- **What this task involves**: In the listing below, the lines from the first through the one with "validated, then the" are to be copied word for word.
************
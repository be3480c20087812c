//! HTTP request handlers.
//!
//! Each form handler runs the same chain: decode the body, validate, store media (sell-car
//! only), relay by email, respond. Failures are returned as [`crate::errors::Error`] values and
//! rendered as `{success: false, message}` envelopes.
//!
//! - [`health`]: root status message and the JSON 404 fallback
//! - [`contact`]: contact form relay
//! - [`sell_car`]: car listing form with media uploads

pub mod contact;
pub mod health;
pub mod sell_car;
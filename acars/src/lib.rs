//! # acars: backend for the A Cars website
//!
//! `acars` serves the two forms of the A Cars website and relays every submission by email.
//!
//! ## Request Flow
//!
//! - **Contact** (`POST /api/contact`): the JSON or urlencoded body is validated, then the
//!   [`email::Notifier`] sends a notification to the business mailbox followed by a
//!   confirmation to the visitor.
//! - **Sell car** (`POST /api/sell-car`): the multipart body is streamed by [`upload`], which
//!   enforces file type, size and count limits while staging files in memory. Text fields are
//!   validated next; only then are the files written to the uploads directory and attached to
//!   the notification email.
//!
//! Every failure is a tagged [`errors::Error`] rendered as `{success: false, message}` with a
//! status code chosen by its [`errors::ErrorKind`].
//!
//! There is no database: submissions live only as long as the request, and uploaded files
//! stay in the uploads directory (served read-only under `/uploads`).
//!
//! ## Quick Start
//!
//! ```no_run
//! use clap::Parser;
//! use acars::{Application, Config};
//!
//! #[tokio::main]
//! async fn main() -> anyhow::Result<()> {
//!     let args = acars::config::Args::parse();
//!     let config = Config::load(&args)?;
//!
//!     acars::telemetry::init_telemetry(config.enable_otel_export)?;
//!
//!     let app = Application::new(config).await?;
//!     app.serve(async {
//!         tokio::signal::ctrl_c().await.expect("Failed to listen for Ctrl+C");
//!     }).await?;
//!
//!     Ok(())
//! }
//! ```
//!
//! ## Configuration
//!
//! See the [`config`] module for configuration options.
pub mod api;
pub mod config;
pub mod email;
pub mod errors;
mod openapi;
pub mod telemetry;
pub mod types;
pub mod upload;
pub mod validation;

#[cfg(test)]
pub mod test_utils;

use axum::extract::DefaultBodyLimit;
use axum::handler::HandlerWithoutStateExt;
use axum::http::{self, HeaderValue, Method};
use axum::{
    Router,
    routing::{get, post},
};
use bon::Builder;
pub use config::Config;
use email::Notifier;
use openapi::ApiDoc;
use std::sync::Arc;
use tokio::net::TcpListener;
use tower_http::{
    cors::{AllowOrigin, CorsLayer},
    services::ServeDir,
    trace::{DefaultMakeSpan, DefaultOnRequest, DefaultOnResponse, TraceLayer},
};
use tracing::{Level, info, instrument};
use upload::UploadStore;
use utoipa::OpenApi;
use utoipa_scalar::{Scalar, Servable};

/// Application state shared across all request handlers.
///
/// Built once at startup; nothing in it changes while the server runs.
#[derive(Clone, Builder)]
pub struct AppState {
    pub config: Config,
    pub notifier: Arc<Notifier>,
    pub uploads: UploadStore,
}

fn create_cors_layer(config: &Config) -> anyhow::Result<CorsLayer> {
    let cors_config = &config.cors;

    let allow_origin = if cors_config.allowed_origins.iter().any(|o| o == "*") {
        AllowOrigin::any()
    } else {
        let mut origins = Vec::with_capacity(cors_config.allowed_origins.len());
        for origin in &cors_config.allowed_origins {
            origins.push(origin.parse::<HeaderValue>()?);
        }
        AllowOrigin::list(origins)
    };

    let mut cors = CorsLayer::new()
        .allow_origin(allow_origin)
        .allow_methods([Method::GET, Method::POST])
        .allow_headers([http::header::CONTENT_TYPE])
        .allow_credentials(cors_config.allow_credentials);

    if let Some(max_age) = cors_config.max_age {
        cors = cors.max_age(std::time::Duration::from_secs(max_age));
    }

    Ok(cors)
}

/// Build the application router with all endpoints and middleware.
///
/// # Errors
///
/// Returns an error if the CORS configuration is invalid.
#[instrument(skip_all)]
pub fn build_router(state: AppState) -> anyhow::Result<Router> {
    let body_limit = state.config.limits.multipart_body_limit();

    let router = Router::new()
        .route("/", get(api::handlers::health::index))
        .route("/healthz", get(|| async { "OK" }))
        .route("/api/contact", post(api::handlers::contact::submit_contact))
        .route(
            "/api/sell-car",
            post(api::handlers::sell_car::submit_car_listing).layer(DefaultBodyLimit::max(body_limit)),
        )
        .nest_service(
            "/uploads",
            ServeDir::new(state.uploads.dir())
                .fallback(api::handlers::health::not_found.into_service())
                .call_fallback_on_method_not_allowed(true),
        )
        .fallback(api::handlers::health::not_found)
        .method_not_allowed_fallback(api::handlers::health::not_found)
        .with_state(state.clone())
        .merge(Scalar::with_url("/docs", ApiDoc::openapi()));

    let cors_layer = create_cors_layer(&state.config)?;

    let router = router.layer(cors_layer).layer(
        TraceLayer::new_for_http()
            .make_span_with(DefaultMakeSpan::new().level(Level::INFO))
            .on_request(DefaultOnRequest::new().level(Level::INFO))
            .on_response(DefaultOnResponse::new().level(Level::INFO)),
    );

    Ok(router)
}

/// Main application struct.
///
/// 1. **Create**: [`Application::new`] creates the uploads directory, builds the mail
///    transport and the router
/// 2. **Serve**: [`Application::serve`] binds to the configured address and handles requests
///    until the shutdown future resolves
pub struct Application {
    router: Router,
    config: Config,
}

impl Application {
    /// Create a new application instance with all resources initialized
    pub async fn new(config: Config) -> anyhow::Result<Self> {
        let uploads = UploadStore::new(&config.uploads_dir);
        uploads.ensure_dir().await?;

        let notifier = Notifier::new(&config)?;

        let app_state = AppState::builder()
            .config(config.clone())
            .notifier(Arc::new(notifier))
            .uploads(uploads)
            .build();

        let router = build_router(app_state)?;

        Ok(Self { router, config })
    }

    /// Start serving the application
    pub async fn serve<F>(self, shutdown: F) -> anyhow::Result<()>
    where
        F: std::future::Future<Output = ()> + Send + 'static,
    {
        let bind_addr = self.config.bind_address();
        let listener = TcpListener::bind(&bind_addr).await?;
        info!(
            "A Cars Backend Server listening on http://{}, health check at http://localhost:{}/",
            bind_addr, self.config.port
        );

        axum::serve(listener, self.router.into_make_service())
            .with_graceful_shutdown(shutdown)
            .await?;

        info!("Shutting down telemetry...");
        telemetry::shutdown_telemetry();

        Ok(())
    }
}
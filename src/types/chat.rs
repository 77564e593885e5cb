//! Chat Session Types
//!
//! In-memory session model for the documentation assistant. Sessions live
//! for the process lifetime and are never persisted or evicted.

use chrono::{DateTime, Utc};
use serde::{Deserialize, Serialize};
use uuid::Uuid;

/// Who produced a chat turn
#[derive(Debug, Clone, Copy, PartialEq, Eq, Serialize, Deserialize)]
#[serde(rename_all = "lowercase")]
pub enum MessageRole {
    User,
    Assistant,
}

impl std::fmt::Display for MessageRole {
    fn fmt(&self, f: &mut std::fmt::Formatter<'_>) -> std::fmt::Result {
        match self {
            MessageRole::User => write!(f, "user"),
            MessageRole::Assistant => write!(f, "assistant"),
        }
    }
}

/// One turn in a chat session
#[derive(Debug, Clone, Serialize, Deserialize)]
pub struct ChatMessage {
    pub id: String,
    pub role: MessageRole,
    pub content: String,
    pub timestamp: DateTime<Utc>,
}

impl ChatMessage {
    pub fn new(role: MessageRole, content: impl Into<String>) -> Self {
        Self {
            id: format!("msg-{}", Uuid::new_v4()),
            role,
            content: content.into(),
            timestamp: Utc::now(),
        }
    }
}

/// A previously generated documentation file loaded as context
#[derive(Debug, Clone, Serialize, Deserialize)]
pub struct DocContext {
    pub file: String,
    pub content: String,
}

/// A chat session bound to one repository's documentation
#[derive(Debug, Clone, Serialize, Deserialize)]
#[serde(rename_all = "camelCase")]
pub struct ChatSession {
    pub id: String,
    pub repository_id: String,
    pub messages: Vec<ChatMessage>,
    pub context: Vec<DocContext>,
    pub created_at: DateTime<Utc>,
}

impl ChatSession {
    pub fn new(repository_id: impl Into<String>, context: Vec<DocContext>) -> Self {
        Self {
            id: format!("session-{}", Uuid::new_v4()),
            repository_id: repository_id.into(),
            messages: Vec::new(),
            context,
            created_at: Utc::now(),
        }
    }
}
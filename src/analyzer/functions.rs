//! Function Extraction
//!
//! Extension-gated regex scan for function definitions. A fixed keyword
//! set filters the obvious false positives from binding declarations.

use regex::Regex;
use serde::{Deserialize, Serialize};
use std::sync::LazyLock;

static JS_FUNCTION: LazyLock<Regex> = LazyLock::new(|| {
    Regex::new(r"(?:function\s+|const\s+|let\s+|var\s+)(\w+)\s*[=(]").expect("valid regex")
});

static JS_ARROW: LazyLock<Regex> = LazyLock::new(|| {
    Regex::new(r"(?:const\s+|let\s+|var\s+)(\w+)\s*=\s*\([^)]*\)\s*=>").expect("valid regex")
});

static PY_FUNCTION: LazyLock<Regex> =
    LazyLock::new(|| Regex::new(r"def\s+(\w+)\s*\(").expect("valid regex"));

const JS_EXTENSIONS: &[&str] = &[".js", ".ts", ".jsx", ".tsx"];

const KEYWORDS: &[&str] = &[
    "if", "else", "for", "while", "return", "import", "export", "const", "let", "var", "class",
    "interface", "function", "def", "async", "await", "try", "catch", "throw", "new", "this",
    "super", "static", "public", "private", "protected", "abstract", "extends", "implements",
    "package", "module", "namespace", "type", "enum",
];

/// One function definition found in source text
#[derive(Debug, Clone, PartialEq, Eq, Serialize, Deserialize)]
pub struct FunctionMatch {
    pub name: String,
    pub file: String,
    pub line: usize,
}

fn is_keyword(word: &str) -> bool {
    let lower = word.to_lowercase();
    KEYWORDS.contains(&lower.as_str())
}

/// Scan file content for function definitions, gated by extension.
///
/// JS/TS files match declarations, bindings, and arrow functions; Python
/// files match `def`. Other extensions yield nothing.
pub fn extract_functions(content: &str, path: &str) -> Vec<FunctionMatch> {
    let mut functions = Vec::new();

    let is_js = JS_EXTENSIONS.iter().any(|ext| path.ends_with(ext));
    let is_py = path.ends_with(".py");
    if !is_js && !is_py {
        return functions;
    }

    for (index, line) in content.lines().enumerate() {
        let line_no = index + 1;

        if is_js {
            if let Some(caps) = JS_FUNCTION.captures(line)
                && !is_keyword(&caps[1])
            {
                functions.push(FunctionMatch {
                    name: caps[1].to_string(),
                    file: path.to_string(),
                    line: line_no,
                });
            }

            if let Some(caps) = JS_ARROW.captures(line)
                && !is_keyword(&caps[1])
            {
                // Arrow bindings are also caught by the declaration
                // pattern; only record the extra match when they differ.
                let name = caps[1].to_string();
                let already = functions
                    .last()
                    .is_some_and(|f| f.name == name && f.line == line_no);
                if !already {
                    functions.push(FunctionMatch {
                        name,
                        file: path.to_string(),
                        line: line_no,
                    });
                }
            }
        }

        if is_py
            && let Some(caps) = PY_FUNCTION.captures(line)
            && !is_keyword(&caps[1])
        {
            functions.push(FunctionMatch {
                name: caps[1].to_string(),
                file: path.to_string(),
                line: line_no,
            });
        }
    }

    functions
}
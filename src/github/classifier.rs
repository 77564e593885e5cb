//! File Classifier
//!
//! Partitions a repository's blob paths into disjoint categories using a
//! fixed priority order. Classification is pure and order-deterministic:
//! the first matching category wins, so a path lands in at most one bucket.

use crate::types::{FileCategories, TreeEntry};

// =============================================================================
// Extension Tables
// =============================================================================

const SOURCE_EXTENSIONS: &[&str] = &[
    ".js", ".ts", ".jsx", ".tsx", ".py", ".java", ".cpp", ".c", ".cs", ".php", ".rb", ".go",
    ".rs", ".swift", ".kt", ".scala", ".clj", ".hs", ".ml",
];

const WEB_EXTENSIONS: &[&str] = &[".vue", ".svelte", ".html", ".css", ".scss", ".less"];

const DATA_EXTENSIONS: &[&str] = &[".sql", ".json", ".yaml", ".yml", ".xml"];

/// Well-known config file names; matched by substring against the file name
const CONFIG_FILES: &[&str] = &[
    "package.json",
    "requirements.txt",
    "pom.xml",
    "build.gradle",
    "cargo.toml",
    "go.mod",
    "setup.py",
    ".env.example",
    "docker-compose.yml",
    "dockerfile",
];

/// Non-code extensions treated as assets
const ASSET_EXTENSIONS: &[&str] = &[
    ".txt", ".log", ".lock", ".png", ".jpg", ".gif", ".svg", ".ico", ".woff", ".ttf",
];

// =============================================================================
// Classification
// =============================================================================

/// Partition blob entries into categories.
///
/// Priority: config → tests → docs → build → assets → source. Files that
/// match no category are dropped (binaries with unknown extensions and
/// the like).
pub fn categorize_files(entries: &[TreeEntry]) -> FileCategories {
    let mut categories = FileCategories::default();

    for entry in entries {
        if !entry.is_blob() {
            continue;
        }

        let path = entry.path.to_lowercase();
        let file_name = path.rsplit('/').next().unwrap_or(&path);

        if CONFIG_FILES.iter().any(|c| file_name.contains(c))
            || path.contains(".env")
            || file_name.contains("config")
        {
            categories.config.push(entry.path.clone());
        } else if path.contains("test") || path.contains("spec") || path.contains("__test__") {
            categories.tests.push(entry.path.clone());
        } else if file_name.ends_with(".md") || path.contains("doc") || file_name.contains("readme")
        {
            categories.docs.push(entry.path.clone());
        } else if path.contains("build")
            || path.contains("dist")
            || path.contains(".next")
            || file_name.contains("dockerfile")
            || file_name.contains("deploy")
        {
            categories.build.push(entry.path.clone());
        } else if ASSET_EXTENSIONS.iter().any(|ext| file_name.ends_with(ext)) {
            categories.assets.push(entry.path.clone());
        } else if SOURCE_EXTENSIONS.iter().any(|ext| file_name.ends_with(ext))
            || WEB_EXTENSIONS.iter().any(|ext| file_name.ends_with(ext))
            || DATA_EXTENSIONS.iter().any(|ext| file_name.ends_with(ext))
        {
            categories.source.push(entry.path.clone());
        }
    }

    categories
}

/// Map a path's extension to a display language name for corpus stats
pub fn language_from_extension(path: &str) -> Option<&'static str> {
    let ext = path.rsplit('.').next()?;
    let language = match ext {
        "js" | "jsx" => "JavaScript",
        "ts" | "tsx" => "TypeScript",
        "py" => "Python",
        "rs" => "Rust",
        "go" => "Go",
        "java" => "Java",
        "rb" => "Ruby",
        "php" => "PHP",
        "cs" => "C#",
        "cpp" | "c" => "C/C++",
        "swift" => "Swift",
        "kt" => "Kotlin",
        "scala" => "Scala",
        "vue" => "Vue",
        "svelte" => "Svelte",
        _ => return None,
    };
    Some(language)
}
************
- **Final answer**:
repository be3480c20087812c
//! HTTP request handlers.
//!
//! Each form handler runs the same chain: decode the body, validate, store media (sell-car
//! only), relay by email, respond. Failures are returned as [`crate::errors::Error`] values and
//! rendered as `{success: false, message}` envelopes.
//!
//! - [`health`]: root status message and the JSON 404 fallback
//! - [`contact`]: contact form relay
//! - [`sell_car`]: car listing form with media uploads

pub mod contact;
pub mod health;
pub mod sell_car;
filename acars/src/lib.rs
//! # acars: backend for the A Cars website
//!
//! `acars` serves the two forms of the A Cars website and relays every submission by email.
//!
//! ## Request Flow
//!
//! - **Contact** (`POST /api/contact`): the JSON or urlencoded body is validated, then the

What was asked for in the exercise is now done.